If my money wants to help set me up so I can eat something besides chicken necks and cardboard when I retire, it will have to grow into more money. It will have to grow into a hell of a lot more money. I admit that my money is ambitious, but damn—it has a huge journey ahead of it. So, like a lot of people I try to help out my money by looking for good ways it can grow.

My money and I have discovered something over the years. A pig has no friends in the sausage factory. Likewise, my money and I have no friends in the financial markets. I’m not saying the financial markets are particularly crooked. It’s just that a lot of people work there, and they like money too. The place they get their money from is, well, me. They don’t have much incentive to see my money get friendly with their money, unless my money goes over to play in their backyard.

Here’s an example. I was driving along with my money and heard a radio commercial for some folks who wanted to sell me gold. I thought that sounded pretty interesting. Gold just sounds cool, like a gold-plated pie server or something. I listened to these folks, and they said they expected gold might triple in value over the next couple of years. I thought to myself, damn, why do you want to sell me your gold then? If you just hang onto that gold you’ll triple your money. What can you invest in that’s going to give you a better return than that? Whatever it is, I want to buy some of that shit. Keep your gold.

Those gold guys are part of the gang that isn’t too interested in my money growing fatter. Otherwise, they would say stuff that makes more sense. But there are all kinds of folks in the markets who sound sensible even though they want to stab me in the armpit with a thousand dollar pen and lead my money into Biblical servitude. I read a while back that the stock market averages a 10% or 11% gain every year. My money and I got excited about that. But real people like me only average about a 2% or 3% gain each year. What the hell? Well, people sell when they’re scared and buy when they’re greedy, and they end up doing those things at lousy times.

There are these fellows in the markets called market makers. They sit in the middle of the trading like spiders dressed in Armani, and they make trades happen. They take a little money for their trouble on every trade. I’ve also got a broker who makes money every time I buy or sell some stock with an ignorant sounding name. So far, so good. These folks deserve to make a living. But if I buy stock in Ben and Jerry’s Ice Cream and hang onto it for five years, my broker isn’t earning dick, and the market makers aren’t doing any better. So they and their financial market friends regularly tell everybody about the catastrophes around the corner and the unbelievable deals to be had, so that I’ll be trading my ass off chasing them. My returns will drop to nothing, and these guys will gather up my money, even though I doubt they respect and appreciate money like I do. Meanwhile, my remaining money and I will sit drinking shitty tequila while we listen to Freddy Fender and weep.

By the way, you can’t buy stock in Ben and Jerry’s Ice Cream.

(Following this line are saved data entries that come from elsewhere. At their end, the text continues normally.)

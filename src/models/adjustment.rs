//! Manual player statistic adjustments
//!
//! Coaches record games played outside the app (or corrections) as deltas
//! that are added on top of the stats derived from saved games.

use chrono::{DateTime, Utc};
use serde::{Deserialize, Serialize};

use super::ids::{AdjustmentId, PlayerId, SeasonId, TournamentId};
use super::{Entity, Validate};
use crate::storage::StorageKey;

#[derive(Debug, Clone, PartialEq, Serialize, Deserialize)]
#[serde(rename_all = "camelCase")]
pub struct PlayerStatAdjustment {
    pub id: AdjustmentId,

    pub player_id: PlayerId,

    #[serde(default, skip_serializing_if = "Option::is_none")]
    pub season_id: Option<SeasonId>,

    #[serde(default, skip_serializing_if = "Option::is_none")]
    pub tournament_id: Option<TournamentId>,

    #[serde(default)]
    pub games_played_delta: i32,

    #[serde(default)]
    pub goals_delta: i32,

    #[serde(default)]
    pub assists_delta: i32,

    #[serde(default, skip_serializing_if = "Option::is_none")]
    pub note: Option<String>,

    #[serde(default = "Utc::now")]
    pub applied_at: DateTime<Utc>,
}

impl PlayerStatAdjustment {
    pub fn new(player_id: PlayerId) -> Self {
        Self {
            id: AdjustmentId::new(),
            player_id,
            season_id: None,
            tournament_id: None,
            games_played_delta: 0,
            goals_delta: 0,
            assists_delta: 0,
            note: None,
            applied_at: Utc::now(),
        }
    }
}

impl Validate for PlayerStatAdjustment {
    fn validate(&self) -> Result<(), String> {
        if self.player_id.as_str().trim().is_empty() {
            return Err("adjustment must reference a player".into());
        }
        if self.games_played_delta == 0 && self.goals_delta == 0 && self.assists_delta == 0 {
            return Err("adjustment changes nothing".into());
        }
        Ok(())
    }
}

impl Entity for PlayerStatAdjustment {
    const KIND: &'static str = "Adjustment";
    const KEY: StorageKey = StorageKey::PlayerAdjustments;

    fn id(&self) -> &str {
        self.id.as_str()
    }
}

#[cfg(test)]
mod tests {
    use super::*;

    #[test]
    fn test_empty_adjustment_is_invalid() {
        let mut adjustment = PlayerStatAdjustment::new(PlayerId::from("p1"));
        assert!(adjustment.validate().is_err());

        adjustment.goals_delta = 2;
        assert!(adjustment.validate().is_ok());
    }
}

It’s now owned by the Unilever corporation, makers of other fine products such as Axe Cologne for Men, and Vaseline.

So what are my money and I going to do? Mutual funds? Real estate? Insurance? Cash in a shoebox in the back of my freezer? Maybe throw myself in front of expensive cars and hope for good settlements? It’s a puzzle. I think we’ll have to address this in an off-site strategic planning session for the board of directors of My Money and Me and Screw Everybody Else, Ltd. I hear that Barbados is nice this time of year.